Very good article on Paul
from Scotland on Sunday
Silent knight - Paul Merton interview
By Catherine Deveney
Paul Merton takes a break from quickfire repartee to champion silent comedy and set the record straight about his life, loves and 'madness'
PAUL MERTON is an intense kind of man. That's not, by the way, subliminal code for 'nutty comedian'. The star of Have I Got News for You and Room 101 has been dogged by the notion of the performing depressive who makes his audience roar with laughter then scurries back to his dressing-room for a quick glug of gin and largactyl and a moody contemplation of his razor blades. No, Merton's intensity is more a sense of passion, of focus, of really caring about the DNA of comedy. He's describing his Edinburgh festival show, in which he talks about silent comedians and shows film clips, and quite frankly for the first five minutes I'm thinking, who'd want to go and see a load of crackly old Keaton and Chaplin films and have some comedic anorak tell you about them?

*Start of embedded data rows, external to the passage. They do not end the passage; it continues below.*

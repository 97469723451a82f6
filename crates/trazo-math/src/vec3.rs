//! Immutable 3D vector value type.

use std::ops::{Add, AddAssign, Div, Mul, MulAssign, Neg, Sub, SubAssign};

use approx::{AbsDiffEq, RelativeEq};
use serde::{Deserialize, Serialize};

use trazo_core::tolerance::{self, ABS_TOLERANCE, REL_TOLERANCE};

/// A 3D vector of `f64` components with value semantics.
///
/// Every operation returns a new vector, nothing mutates in place. All
/// operations are total over finite doubles; NaN and infinity propagate
/// per IEEE-754 and are never rejected here.
#[derive(Debug, Clone, Copy, Default, PartialEq, Serialize, Deserialize)]
pub struct Vec3 {
    pub x: f64,
    pub y: f64,
    pub z: f64,
}

impl Vec3 {
    pub const ZERO: Self = Self::new(0.0, 0.0, 0.0);
    pub const ONE: Self = Self::new(1.0, 1.0, 1.0);
    pub const X: Self = Self::new(1.0, 0.0, 0.0);
    pub const Y: Self = Self::new(0.0, 1.0, 0.0);
    pub const Z: Self = Self::new(0.0, 0.0, 1.0);

    #[inline]
    pub const fn new(x: f64, y: f64, z: f64) -> Self {
        Self { x, y, z }
    }

    /// Vector with all components set to `v`.
    #[inline]
    pub const fn splat(v: f64) -> Self {
        Self::new(v, v, v)
    }

    /// Dot product.
    #[inline]
    pub fn dot(self, rhs: Self) -> f64 {
        self.x * rhs.x + self.y * rhs.y + self.z * rhs.z
    }

    /// Cross product.
    #[inline]
    pub fn cross(self, rhs: Self) -> Self {
        Self::new(
            self.y * rhs.z - self.z * rhs.y,
            self.z * rhs.x - self.x * rhs.z,
            self.x * rhs.y - self.y * rhs.x,
        )
    }

    /// Squared length, avoids the square root where only relative
    /// magnitudes matter.
    #[inline]
    pub fn length_squared(self) -> f64 {
        self.x * self.x + self.y * self.y + self.z * self.z
    }

    /// Length (magnitude) of the vector.
    #[inline]
    pub fn length(self) -> f64 {
        self.length_squared().sqrt()
    }

    /// Returns the vector scaled so its magnitude equals `length`.
    ///
    /// The zero vector is returned unchanged instead of dividing by zero,
    /// which would poison downstream math with NaN.
    #[must_use]
    pub fn normalize_to(self, length: f64) -> Self {
        let magnitude = self.length();
        if magnitude == 0.0 {
            return self;
        }
        self * (length / magnitude)
    }

    /// Returns the unit vector; the zero vector is returned unchanged.
    #[must_use]
    pub fn normalize(self) -> Self {
        self.normalize_to(1.0)
    }

    /// Distance between two points.
    #[inline]
    pub fn distance(self, rhs: Self) -> f64 {
        (rhs - self).length()
    }

    /// Linear interpolation: `self` at factor 0, `rhs` at factor 1.
    ///
    /// `factor` is not clamped, values outside `[0, 1]` extrapolate.
    #[inline]
    pub fn lerp(self, rhs: Self, factor: f64) -> Self {
        self + (rhs - self) * factor
    }

    /// Approximate equality on all three axes.
    ///
    /// An axis passes if the difference is within `abs_tol` or within
    /// [`REL_TOLERANCE`] relative to either operand (see
    /// [`tolerance::is_close`]).
    pub fn is_close(self, rhs: Self, abs_tol: f64) -> bool {
        tolerance::is_close(self.x, rhs.x, abs_tol)
            && tolerance::is_close(self.y, rhs.y, abs_tol)
            && tolerance::is_close(self.z, rhs.z, abs_tol)
    }

    /// `true` if all components are within [`ABS_TOLERANCE`] of zero.
    pub fn is_null(self) -> bool {
        self.x.abs() <= ABS_TOLERANCE
            && self.y.abs() <= ABS_TOLERANCE
            && self.z.abs() <= ABS_TOLERANCE
    }
}

impl Add for Vec3 {
    type Output = Self;

    #[inline]
    fn add(self, rhs: Self) -> Self {
        Self::new(self.x + rhs.x, self.y + rhs.y, self.z + rhs.z)
    }
}

impl Sub for Vec3 {
    type Output = Self;

    #[inline]
    fn sub(self, rhs: Self) -> Self {
        Self::new(self.x - rhs.x, self.y - rhs.y, self.z - rhs.z)
    }
}

impl Neg for Vec3 {
    type Output = Self;

    #[inline]
    fn neg(self) -> Self {
        Self::new(-self.x, -self.y, -self.z)
    }
}

impl Mul<f64> for Vec3 {
    type Output = Self;

    #[inline]
    fn mul(self, rhs: f64) -> Self {
        Self::new(self.x * rhs, self.y * rhs, self.z * rhs)
    }
}

impl Mul<Vec3> for f64 {
    type Output = Vec3;

    #[inline]
    fn mul(self, rhs: Vec3) -> Vec3 {
        rhs * self
    }
}

impl Div<f64> for Vec3 {
    type Output = Self;

    #[inline]
    fn div(self, rhs: f64) -> Self {
        Self::new(self.x / rhs, self.y / rhs, self.z / rhs)
    }
}

impl AddAssign for Vec3 {
    #[inline]
    fn add_assign(&mut self, rhs: Self) {
        *self = *self + rhs;
    }
}

impl SubAssign for Vec3 {
    #[inline]
    fn sub_assign(&mut self, rhs: Self) {
        *self = *self - rhs;
    }
}

impl MulAssign<f64> for Vec3 {
    #[inline]
    fn mul_assign(&mut self, rhs: f64) {
        *self = *self * rhs;
    }
}

impl AbsDiffEq for Vec3 {
    type Epsilon = f64;

    fn default_epsilon() -> f64 {
        ABS_TOLERANCE
    }

    fn abs_diff_eq(&self, other: &Self, epsilon: f64) -> bool {
        f64::abs_diff_eq(&self.x, &other.x, epsilon)
            && f64::abs_diff_eq(&self.y, &other.y, epsilon)
            && f64::abs_diff_eq(&self.z, &other.z, epsilon)
    }
}

impl RelativeEq for Vec3 {
    fn default_max_relative() -> f64 {
        REL_TOLERANCE
    }

    fn relative_eq(&self, other: &Self, epsilon: f64, max_relative: f64) -> bool {
        f64::relative_eq(&self.x, &other.x, epsilon, max_relative)
            && f64::relative_eq(&self.y, &other.y, epsilon, max_relative)
            && f64::relative_eq(&self.z, &other.z, epsilon, max_relative)
    }
}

After ten, his enthusiasm is so uplifting that I'm thinking, hmm, I'd quite like to see that.
Charlie Chaplin emerging round a mountain pursued by a bear he's oblivious to. Buster Keaton standing stock still as the front of a house collapses, escaping injury because he's framed in the empty window space. (The house weighed three tons and Keaton had a mere inch and a half clearance.) Laurel and Hardy stuffing a goat under the bed in their lodgings. It's what happens, isn't it, says Merton, deadpan, when two men get followed by a goat. But it's not that silent film per se is wonderful. It's that the brilliance of the comedians transcends the limitations of silence. "It turns out to be something beautiful," says Merton. The actress Mary Pickford once said that the best silent films made the lack of sound seem like an artistic decision.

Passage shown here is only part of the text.